Work to complete
Provide only the number of lines in the listing that contain the string "does".

***** Extracted entries *****

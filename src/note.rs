//! Core data structures for the pocketnotes application.
//!
//! A `Folder` groups notes; a `Note` belongs to whichever folder's list holds
//! it and carries no folder id of its own.
use uuid::Uuid;

use crate::is_blank;

/// A named container of notes
#[derive(Debug, Clone, PartialEq, Eq)]
pub struct Folder {
    /// Unique identifier, fixed at creation
    pub id: String,
    /// Display name
    pub name: String,
    /// The seed folder; cannot be deleted
    pub is_default: bool,
}

impl Folder {
    /// Creates a regular, deletable folder with a fresh id
    pub fn new(name: String) -> Self {
        Folder {
            id: Uuid::new_v4().to_string(),
            name,
            is_default: false,
        }
    }

    /// Creates the undeletable seed folder
    pub fn seed(name: String) -> Self {
        Folder {
            is_default: true,
            ..Folder::new(name)
        }
    }
}

/// A folder as displayed, with the live count of its visible notes
#[derive(Debug, Clone, PartialEq, Eq)]
pub struct FolderListing {
    pub folder: Folder,
    pub count: usize,
}

/// Represents a single note in our system
#[derive(Debug, Clone, PartialEq, Eq)]
pub struct Note {
    /// Unique identifier for the note
    pub id: String,
    /// Derived from the editor text by the active title policy
    pub title: String,
    /// Note body
    pub content: String,
    /// Formatted snapshot of the last save
    pub date: String,
    /// Checked notes are listed without emphasis
    pub is_checked: bool,
}

impl Note {
    /// Creates an empty note that only exists so the editor has something to open
    pub fn placeholder(date: String) -> Self {
        Note {
            id: Uuid::new_v4().to_string(),
            title: String::new(),
            content: String::new(),
            date,
            is_checked: false,
        }
    }

    /// A blank note has nothing worth listing
    pub fn is_blank(&self) -> bool {
        is_blank(&self.title) && is_blank(&self.content)
    }
}

#[cfg(test)]
mod tests {
    use super::*;

    #[test]
    fn placeholders_are_blank_and_unique() {
        let a = Note::placeholder("Oct 16, 2026".to_string());
        let b = Note::placeholder("Oct 16, 2026".to_string());
        assert!(a.is_blank());
        assert!(!a.is_checked);
        assert_ne!(a.id, b.id);
    }

    #[test]
    fn title_only_note_is_not_blank() {
        let mut note = Note::placeholder(String::new());
        note.title = "Groceries".to_string();
        assert!(!note.is_blank());
    }

    #[test]
    fn seed_folder_is_default() {
        assert!(Folder::seed("Notes".to_string()).is_default);
        assert!(!Folder::new("Work".to_string()).is_default);
    }
}
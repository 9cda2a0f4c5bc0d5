use log::{debug, info};

use crate::{is_blank, Config, EditorTarget, Navigator, Note, NoteStore, TitlePolicy};

/// Whether the editor is filling a placeholder or changing a saved note
#[derive(Debug, Clone, Copy, PartialEq, Eq)]
pub enum EditorMode {
    Creating,
    Editing,
}

/// Text editor for a single note.
///
/// The edited note always exists in the store: opening the editor for a new
/// note creates its placeholder first. Nothing reaches the store until
/// `save`, except the clean-up done by `back` and `delete`.
#[derive(Debug, Clone)]
pub struct NoteEditor {
    folder_id: String,
    note_id: String,
    mode: EditorMode,
    buffer: String,
    is_checked: bool,
    policy: TitlePolicy,
    purge_blank_on_abandon: bool,
}

impl NoteEditor {
    /// Opens the editor inside a folder. Returns `None` when the folder does
    /// not exist.
    pub fn open(
        store: &mut NoteStore,
        config: &Config,
        folder_id: &str,
        target: &EditorTarget,
    ) -> Option<Self> {
        store.folder(folder_id)?;

        let existing = match target {
            EditorTarget::Existing(id) => store.note(folder_id, id).cloned(),
            EditorTarget::Create => None,
        };

        let note = match existing {
            Some(note) => note,
            None => {
                if let EditorTarget::Existing(id) = target {
                    debug!("Note {} not found, starting a new one", id);
                }
                store.create_note(folder_id)?
            }
        };

        let (mode, buffer) = if note.is_blank() {
            (EditorMode::Creating, String::new())
        } else {
            (
                EditorMode::Editing,
                config.title_policy.editor_text(&note.title, &note.content),
            )
        };
        debug!("Editor opened on note {} ({:?})", note.id, mode);

        Some(Self {
            folder_id: folder_id.to_string(),
            note_id: note.id,
            mode,
            buffer,
            is_checked: note.is_checked,
            policy: config.title_policy,
            purge_blank_on_abandon: config.purge_blank_on_abandon,
        })
    }

    pub fn folder_id(&self) -> &str {
        &self.folder_id
    }

    pub fn note_id(&self) -> &str {
        &self.note_id
    }

    pub fn mode(&self) -> EditorMode {
        self.mode
    }

    pub fn text(&self) -> &str {
        &self.buffer
    }

    pub fn set_text(&mut self, text: &str) {
        self.buffer = text.to_string();
    }

    /// Adds a line at the end of the buffer
    pub fn append_line(&mut self, line: &str) {
        if !self.buffer.is_empty() {
            self.buffer.push('\n');
        }
        self.buffer.push_str(line);
    }

    pub fn clear(&mut self) {
        self.buffer.clear();
    }

    /// Save is enabled only for non-blank text
    pub fn can_save(&self) -> bool {
        !is_blank(&self.buffer)
    }

    /// Delete is offered for saved notes whose text is still there
    pub fn can_delete(&self) -> bool {
        self.mode == EditorMode::Editing && self.can_save()
    }

    /// "New Note" while the text is blank, otherwise the note's date
    pub fn header(&self, store: &NoteStore) -> String {
        if !self.can_save() {
            return "New Note".to_string();
        }

        match self.mode {
            EditorMode::Editing => store
                .note(&self.folder_id, &self.note_id)
                .map(|n| n.date.clone())
                .unwrap_or_else(|| store.today()),
            EditorMode::Creating => store.today(),
        }
    }

    /// Commits the text and leaves the editor. Blank text is refused and the
    /// editor stays open.
    pub fn save(&mut self, store: &mut NoteStore, nav: &mut dyn Navigator) -> bool {
        if !self.can_save() {
            debug!("Save refused for blank note {}", self.note_id);
            return false;
        }

        let (title, content) = self.policy.compose(&self.buffer);
        let note = Note {
            id: self.note_id.clone(),
            title,
            content,
            date: String::new(),
            is_checked: self.is_checked,
        };

        if !store.save_note(&self.folder_id, note) {
            return false;
        }
        info!("Saved note {}", self.note_id);
        self.mode = EditorMode::Editing;
        nav.pop();
        true
    }

    /// Leaves without saving. Returns whether the note was removed from the
    /// store on the way out.
    pub fn back(&mut self, store: &mut NoteStore, nav: &mut dyn Navigator) -> bool {
        let abandoned = !self.can_save() || self.mode == EditorMode::Creating;
        let purge = self.policy == TitlePolicy::SingleField || self.purge_blank_on_abandon;

        let removed = if abandoned && purge {
            store.delete_note(&self.folder_id, &self.note_id)
        } else {
            false
        };
        if removed {
            debug!("Dropped abandoned note {}", self.note_id);
        }

        nav.pop();
        removed
    }

    /// Deletes the saved note and leaves the editor
    pub fn delete(&mut self, store: &mut NoteStore, nav: &mut dyn Navigator) -> bool {
        if !self.can_delete() {
            return false;
        }

        let removed = store.delete_note(&self.folder_id, &self.note_id);
        nav.pop();
        removed
    }
}
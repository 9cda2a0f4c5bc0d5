use std::collections::HashMap;

use chrono::{DateTime, Local};
use log::{debug, info, trace, warn};

use crate::{Config, DateStyle, Folder, FolderListing, Note};

/// Source of "now" for note dates
pub type Clock = fn() -> DateTime<Local>;

/// Holds every folder and note for the lifetime of the process.
///
/// Folders keep insertion order, and so does each folder's note list. All
/// mutation goes through the methods below; blank input and unknown ids are
/// reported through the return value and never treated as errors.
#[derive(Debug, Clone)]
pub struct NoteStore {
    /// Folders in display order
    folders: Vec<Folder>,

    /// Notes of each folder, keyed by folder id
    notes: HashMap<String, Vec<Note>>,

    /// Rendering of note dates
    date_style: DateStyle,

    clock: Clock,
}

impl NoteStore {
    /// Creates an empty store, seeded with the default folder when the
    /// configuration asks for one.
    pub fn new(config: &Config) -> Self {
        let mut store = Self {
            folders: Vec::new(),
            notes: HashMap::new(),
            date_style: config.date_style,
            clock: Local::now,
        };

        if config.seed_default_folder {
            let seed = Folder::seed(config.default_folder_name.clone());
            debug!("Seeding default folder {} ({})", seed.name, seed.id);
            store.notes.insert(seed.id.clone(), Vec::new());
            store.folders.push(seed);
        }

        store
    }

    /// Replaces the clock used for note dates
    pub fn with_clock(mut self, clock: Clock) -> Self {
        self.clock = clock;
        self
    }

    /// Current date, formatted the way notes store it
    pub fn today(&self) -> String {
        self.date_style.format(&(self.clock)())
    }

    /// Appends a new folder. Returns `None` without touching the store when
    /// the name is blank.
    pub fn create_folder(&mut self, name: &str) -> Option<Folder> {
        if name.trim().is_empty() {
            debug!("Ignoring folder creation with a blank name");
            return None;
        }

        let folder = Folder::new(name.to_string());
        info!("Created folder {} ({})", folder.name, folder.id);
        self.notes.insert(folder.id.clone(), Vec::new());
        self.folders.push(folder.clone());
        Some(folder)
    }

    /// Removes a folder together with all of its notes. Default folders and
    /// unknown ids are left alone.
    pub fn delete_folder(&mut self, folder_id: &str) -> bool {
        let Some(pos) = self.folders.iter().position(|f| f.id == folder_id) else {
            debug!("Folder {} not found, nothing to delete", folder_id);
            return false;
        };

        if self.folders[pos].is_default {
            warn!("Refusing to delete default folder {}", folder_id);
            return false;
        }

        let folder = self.folders.remove(pos);
        let dropped = self.notes.remove(folder_id).map_or(0, |n| n.len());
        info!(
            "Deleted folder {} ({}) and {} note(s)",
            folder.name, folder.id, dropped
        );
        true
    }

    pub fn folder(&self, folder_id: &str) -> Option<&Folder> {
        self.folders.iter().find(|f| f.id == folder_id)
    }

    /// Folders in display order with their live note counts
    pub fn list_folders(&self) -> Vec<FolderListing> {
        self.folders
            .iter()
            .map(|folder| FolderListing {
                folder: folder.clone(),
                count: self.note_count(&folder.id),
            })
            .collect()
    }

    /// Number of non-blank notes in the folder
    pub fn note_count(&self, folder_id: &str) -> usize {
        self.notes
            .get(folder_id)
            .map_or(0, |notes| notes.iter().filter(|n| !n.is_blank()).count())
    }

    /// Non-blank notes of a folder in creation order
    pub fn list_notes(&self, folder_id: &str) -> Vec<Note> {
        self.notes
            .get(folder_id)
            .map(|notes| notes.iter().filter(|n| !n.is_blank()).cloned().collect())
            .unwrap_or_default()
    }

    /// Looks up a note, placeholders included
    pub fn note(&self, folder_id: &str, note_id: &str) -> Option<&Note> {
        self.notes
            .get(folder_id)
            .and_then(|notes| notes.iter().find(|n| n.id == note_id))
    }

    /// Appends an empty placeholder note so the editor can open before any
    /// text exists. Returns `None` for unknown folders.
    pub fn create_note(&mut self, folder_id: &str) -> Option<Note> {
        let date = self.today();
        let Some(notes) = self.notes.get_mut(folder_id) else {
            debug!("Folder {} not found, no placeholder created", folder_id);
            return None;
        };

        let note = Note::placeholder(date);
        trace!("Created placeholder {} in folder {}", note.id, folder_id);
        notes.push(note.clone());
        Some(note)
    }

    /// Inserts or replaces a note by id, keeping its position on replace.
    /// The note's date is always reset to now.
    pub fn save_note(&mut self, folder_id: &str, mut note: Note) -> bool {
        note.date = self.today();
        let Some(notes) = self.notes.get_mut(folder_id) else {
            warn!("Folder {} not found, note {} not saved", folder_id, note.id);
            return false;
        };

        match notes.iter_mut().find(|n| n.id == note.id) {
            Some(existing) => {
                debug!("Updating note {} in folder {}", note.id, folder_id);
                *existing = note;
            }
            None => {
                debug!("Appending note {} to folder {}", note.id, folder_id);
                notes.push(note);
            }
        }
        true
    }

    pub fn delete_note(&mut self, folder_id: &str, note_id: &str) -> bool {
        let Some(notes) = self.notes.get_mut(folder_id) else {
            return false;
        };

        let before = notes.len();
        notes.retain(|n| n.id != note_id);
        let removed = notes.len() != before;
        if removed {
            info!("Deleted note {} from folder {}", note_id, folder_id);
        }
        removed
    }

    /// Sets the checked flag without touching the note's date
    pub fn set_checked(&mut self, folder_id: &str, note_id: &str, checked: bool) -> bool {
        let note = self
            .notes
            .get_mut(folder_id)
            .and_then(|notes| notes.iter_mut().find(|n| n.id == note_id));

        match note {
            Some(note) => {
                note.is_checked = checked;
                true
            }
            None => false,
        }
    }

    /// Drops every blank note of a folder, returning how many were removed
    pub fn purge_blank_notes(&mut self, folder_id: &str) -> usize {
        let Some(notes) = self.notes.get_mut(folder_id) else {
            return 0;
        };

        let before = notes.len();
        notes.retain(|n| !n.is_blank());
        let purged = before - notes.len();
        if purged > 0 {
            debug!("Purged {} blank note(s) from folder {}", purged, folder_id);
        }
        purged
    }

    /// All notes of a folder, placeholders included
    #[cfg(test)]
    pub(crate) fn raw_notes(&self, folder_id: &str) -> &[Note] {
        self.notes.get(folder_id).map(Vec::as_slice).unwrap_or(&[])
    }
}
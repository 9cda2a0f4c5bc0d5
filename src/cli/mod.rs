//! Interactive terminal shell over the screen controllers

mod app;
mod args;

pub use app::*;
pub use args::*;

*****

Reply
2